お互いが、からかいを楽しいと感じている間は、いじめではありません。しかし、からかわれている側が不快だと感じた時点で、遊びではなくなり、いじめの構造が生まれます(図)。いじめには、いじめている生徒に加わっていじめを拡大する‘加担者’といじめを見て見ぬふりをする‘傍観者’という存在があります。傍観者は、いじめに加担はしませんが、いじめを解決する手助けもしません。いじめがある環境が嫌だと感じつつも、いじめられている側を助けて、巻き込まれないように、傍観者となっているのです。そのため、それほど悪いことをしているという感覚がなく、集団圧力となっていじめを支えています。

 

・生徒による仲裁

このプログラムでは、喧嘩や問題が起きると、学校内の仲裁役のところに行き、大人の力を借りずに自分たちで問題を解決するという仕組みがあります。仲裁役を希望する生徒が自ら立候補し、クラスの承認を受けた後に、数回の研修を受けて、仲裁役としてスタートします。今回はサミットの参加者に、生徒自らが仲裁を行ない、問題を解決している動画を見てもらいました。

 

<システム思考による問題解決>

米国アリゾナ州のツーソンでは、3人の小学1年生がシステム思考を使って、校庭での喧嘩を分析していました。

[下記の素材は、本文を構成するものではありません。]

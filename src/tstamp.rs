use chrono::{Datelike, NaiveDate, Timelike};

/// A calendar timestamp with a minute-precision UTC offset.
///
/// Log sources report either local time or UTC plus an offset; the engine
/// carries both pieces so monthly boundaries follow the reporting zone while
/// elapsed-time math stays in UTC. A null timestamp marks fields that were
/// never observed (e.g. the last-hit time of a host restored from a legacy
/// database).
#[derive(Debug, Clone, Copy, PartialEq, Eq)]
pub struct Tstamp {
    pub year: u16,
    pub month: u8,
    pub day: u8,
    pub hour: u8,
    pub min: u8,
    pub sec: u8,
    /// Minutes east of UTC for the wall-clock fields
    pub offset_min: i16,
    pub null: bool,
}

impl Default for Tstamp {
    fn default() -> Self {
        Self::null()
    }
}

impl Tstamp {
    /// A timestamp that has never been set.
    pub fn null() -> Self {
        Self {
            year: 0,
            month: 0,
            day: 0,
            hour: 0,
            min: 0,
            sec: 0,
            offset_min: 0,
            null: true,
        }
    }

    pub fn new(year: u16, month: u8, day: u8, hour: u8, min: u8, sec: u8, offset_min: i16) -> Self {
        Self {
            year,
            month,
            day,
            hour,
            min,
            sec,
            offset_min,
            null: false,
        }
    }

    pub fn is_null(&self) -> bool {
        self.null
    }

    pub fn reset(&mut self) {
        *self = Self::null();
    }

    /// Seconds since the Unix epoch, honoring the UTC offset. Zero for a
    /// null timestamp, matching how legacy records stored "never".
    pub fn mktime(&self) -> i64 {
        if self.null {
            return 0;
        }
        let date = match NaiveDate::from_ymd_opt(self.year as i32, self.month as u32, self.day as u32)
        {
            Some(d) => d,
            None => return 0,
        };
        let time = match date.and_hms_opt(self.hour as u32, self.min as u32, self.sec as u32) {
            Some(t) => t,
            None => return 0,
        };
        time.and_utc().timestamp() - self.offset_min as i64 * 60
    }

    /// Rebuilds the wall-clock fields from epoch seconds and an offset.
    pub fn from_epoch(secs: i64, offset_min: i16) -> Self {
        let local = secs + offset_min as i64 * 60;
        let dt = match chrono::DateTime::from_timestamp(local, 0) {
            Some(dt) => dt,
            None => return Self::null(),
        };
        Self {
            year: dt.year() as u16,
            month: dt.month() as u8,
            day: dt.day() as u8,
            hour: dt.hour() as u8,
            min: dt.minute() as u8,
            sec: dt.second() as u8,
            offset_min,
            null: false,
        }
    }

    /// Seconds elapsed from `earlier` to this timestamp.
    pub fn elapsed(&self, earlier: &Tstamp) -> i64 {
        self.mktime() - earlier.mktime()
    }

    /// True if this timestamp falls in a different year or month.
    pub fn new_month(&self, other: &Tstamp) -> bool {
        self.year != other.year || self.month != other.month
    }
}

#[cfg(test)]
mod tests {
    use super::*;

    #[test]
    fn test_null_tstamp() {
        let ts = Tstamp::null();
        assert!(ts.is_null());
        assert_eq!(ts.mktime(), 0);
    }

    #[test]
    fn test_mktime_known_value() {
        // 2020-06-15T10:00:00Z
        let ts = Tstamp::new(2020, 6, 15, 10, 0, 0, 0);
        assert_eq!(ts.mktime(), 1592215200);
    }

    #[test]
    fn test_mktime_with_offset() {
        // 10:00 at UTC+60min is 09:00 UTC
        let utc = Tstamp::new(2020, 6, 15, 10, 0, 0, 0);
        let offset = Tstamp::new(2020, 6, 15, 10, 0, 0, 60);
        assert_eq!(offset.mktime(), utc.mktime() - 3600);
    }

    #[test]
    fn test_from_epoch_round_trip() {
        let ts = Tstamp::new(2020, 6, 30, 23, 59, 58, 0);
        let back = Tstamp::from_epoch(ts.mktime(), 0);
        assert_eq!(back, ts);
    }

    #[test]
    fn test_elapsed_and_month_change() {
        let a = Tstamp::new(2020, 6, 30, 23, 59, 0, 0);
        let b = Tstamp::new(2020, 7, 1, 0, 1, 0, 0);
        assert_eq!(b.elapsed(&a), 120);
        assert!(b.new_month(&a));
        assert!(!a.new_month(&a));
    }
}
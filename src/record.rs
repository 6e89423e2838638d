//! The pre-parsed log record the engine aggregates.
//!
//! Parsing, field extraction, DNS and GeoIP resolution, and robot/spammer
//! classification all happen upstream; the engine consumes their results.
//! Hit/file/page classification follows the upstream flags: every record is
//! a hit, successful requests for content are files, and files classified
//! as content pages are pages.

use crate::tstamp::Tstamp;

#[derive(Debug, Clone, Default)]
pub struct LogRecord {
    pub tstamp: Tstamp,
    /// Client address or resolved host name
    pub host: String,
    pub url: String,
    pub method: String,
    pub status: u16,
    /// Response bytes
    pub xfer: u64,
    /// Processing time in milliseconds
    pub proctime: f64,
    /// Request used TLS
    pub secure: bool,

    pub referrer: Option<String>,
    pub agent: Option<String>,
    pub user: Option<String>,
    /// (term type, term) pairs extracted from a search referrer
    pub search_terms: Vec<(String, String)>,

    /// Lowercase two-letter country code, resolved upstream
    pub country: Option<String>,
    pub geoname_id: u32,
    pub city: Option<String>,

    pub robot: bool,
    pub spammer: bool,
    /// The URL is a configured conversion target
    pub target: bool,
    /// Successful request for content
    pub file: bool,
    /// Content page
    pub page: bool,
    /// Download name when the request matched a configured download
    pub download: Option<String>,
}

impl LogRecord {
    pub fn new(tstamp: Tstamp, host: impl Into<String>, url: impl Into<String>) -> Self {
        Self {
            tstamp,
            host: host.into(),
            url: url.into(),
            method: "GET".to_string(),
            status: 200,
            file: true,
            page: true,
            ..Default::default()
        }
    }
}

喧嘩は、相手に対するちょっとした悪口から始まりました。発した言葉が相手を傷つけ、傷ついた相手がさらにひどい言葉を返してきて、お互いの関係がどんどん悪化していったのです。子どもたちは、この関係性をシステム思考の自己強化型ループであると理解し、ループを断ち切る方法を考えました。たとえ、相手にひどいことを言われても、ひどい言葉で返さない(良い言葉で返す)ということで、悪循環のループを断ち切ることができることを、子どもたち自身が発見しました。

 

●現代のいじめのあいまいさ

いじめの実態を正しく理解した上でアクションプランを考えようということで、生徒たちはグループに分かれていじめの事例を洗い出しました。そこで、明らかになったのは、現代のいじめのあいまいさです。椅子に画びょうを置くとか、下駄箱の靴を隠すというような明らかないじめであれば、本人も周りもそれと気付き、誰かに相談することができます。でも、実際には、最初はいじめかどうかも気が付かないグレーゾーンのいじめが多いのが現実です。単なる不快な出来事が、いじめのような状況にまで発展してしまうのは、言いたいことを相手に面と向かって伝えることができないコミュニケーション力の不足が背景にあります。

 

 

●いじめ問題解決のためのアクションプラン

最後に、生徒たちが下村大臣に提出したアクションプランをご紹介させていただきます。

・いじめ討論会などイベント化して定期的な話し合いの場を持つ(全校で考え、解決、防止する)

・いじめ問題を解決する仲裁者育成プロジェクトを始める

・道徳や学活の時間を使い、いじめについての授業を設ける

・事例やいじめの構造を考えたり、みんなで話し合いの場を持つ

・意見箱を設置し、テーマを決めて投稿してもらい、それをもとにクラスで話し合う。結果をクラスの代表が報告し合う

・いじめについてのアンケートを取り、アンケートを基にクラスで話し合う。意見をまとめて集会や校内新聞で発表する

・悪いことは悪いと言える環境作りをする

・クラス、学校、地域でお互いのことをよく知る

アクションプランを見ていただければわかるように、ほとんどが先生や親に頼らず、自分たちの力でいじめ問題を解決しようとする意見です。自分たちで問題を解決するための仲裁者の導入や生徒同士の話し合いや交流を通じて、クラスや学校の雰囲気を改善しようする考え方は、まさにピースフルスクールの目指すところと一致しています。生徒同士が互いに敬意を持ち、独立心と責任感を持って安心して過ごせる学校こそがいじめ問題の解決につながるという確信を得ました。